Perdí la virginidad a los diecisiete y desde entonces he tenido sexo por muchas razones distintas.
Recuerdo haberlo hecho porque estaba enamorada, porque las hormonas me ahogaban, por la soledad que sentía en el cuerpo. También recuerdo no recordar, otras varias no haber querido pero estar muy borracha o asustada para negarme.
A los veinte aprendí la importancia de disfrutarlo, como mi madre y abuela no habían podido a mi edad.
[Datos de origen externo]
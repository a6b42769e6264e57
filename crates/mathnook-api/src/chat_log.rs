use std::sync::Arc;

use tokio::sync::mpsc::{self, error::TrySendError};
use tokio::task::JoinHandle;
use tracing::{debug, error, warn};
use uuid::Uuid;

use mathnook_db::Database;
use mathnook_types::models::ChatRole;

/// One question/answer exchange attributed to a caller.
#[derive(Debug, Clone)]
pub struct ChatTurn {
    pub owner_id: Uuid,
    pub message: String,
    pub image_url: Option<String>,
    pub response: String,
}

/// Best-effort outbox for chat history.
///
/// Recording never blocks and never fails the caller; a background writer
/// drains the queue into the database. When every handle is dropped the
/// writer finishes the backlog and exits.
#[derive(Clone)]
pub struct ChatLog {
    tx: mpsc::Sender<ChatTurn>,
}

impl ChatLog {
    pub fn spawn(db: Arc<Database>, capacity: usize) -> (Self, JoinHandle<()>) {
        let (tx, rx) = mpsc::channel(capacity.max(1));
        let handle = tokio::spawn(run_writer(db, rx));
        (Self { tx }, handle)
    }

    pub fn record(&self, turn: ChatTurn) {
        match self.tx.try_send(turn) {
            Ok(()) => {}
            Err(TrySendError::Full(turn)) => {
                warn!("Chat log outbox full, dropping turn for {}", turn.owner_id);
            }
            Err(TrySendError::Closed(turn)) => {
                warn!("Chat log writer gone, dropping turn for {}", turn.owner_id);
            }
        }
    }
}

async fn run_writer(db: Arc<Database>, mut rx: mpsc::Receiver<ChatTurn>) {
    while let Some(turn) = rx.recv().await {
        let db = db.clone();
        let owner = turn.owner_id;
        match tokio::task::spawn_blocking(move || write_turn(&db, &turn)).await {
            Ok(Ok(())) => debug!("Logged chat turn for {}", owner),
            Ok(Err(e)) => warn!("Failed to log chat turn for {}: {}", owner, e),
            Err(e) => error!("spawn_blocking join error: {}", e),
        }
    }
    debug!("Chat log writer stopped");
}

/// User message first, then the reply.
fn write_turn(db: &Database, turn: &ChatTurn) -> anyhow::Result<()> {
    let owner = turn.owner_id.to_string();
    db.append_chat_message(
        &owner,
        ChatRole::User.as_str(),
        &turn.message,
        turn.image_url.as_deref(),
    )?;
    db.append_chat_message(&owner, ChatRole::Assistant.as_str(), &turn.response, None)?;
    Ok(())
}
Busqué métodos anticonceptivos porque había que temerle a un embarazo, incluso más a que las personas supieran con cuántos me había acostado o con cuántos no.
Lo hice en mis buenos y malos días, en los buenos lo usaba como broche de oro y en los malos como anestesia para calmar la tristeza, para ponerle pausa a una pelea romántica o para sentir algo además del vacío.
Aprendí del porno, de las pláticas con amigas, de películas y canciones, de algún vivo que se tomaba personal la tarea de enseñarme a usar mi cuerpo y de las historias grises que escuchaba en desconocidas.
Crecí sin saber bien lo que hacía, imitando sonidos e imágenes, preocupándome por lo que pasaría al terminar; maduré hasta exigir más para mí, más de lo que me gustaba y de cómo me gustaba. Busqué con mis propias manos sensaciones nuevas, como cuando tenía catorce años y me escondía bajo las sábanas.
Le pregunté a mi historial por aquellas veces que sentí cosquillas o algo más, me estudié por años. Pero de tanto buscar olvidé lo que esperaba encontrar. Tal vez sólo era pretexto para quererme a solas.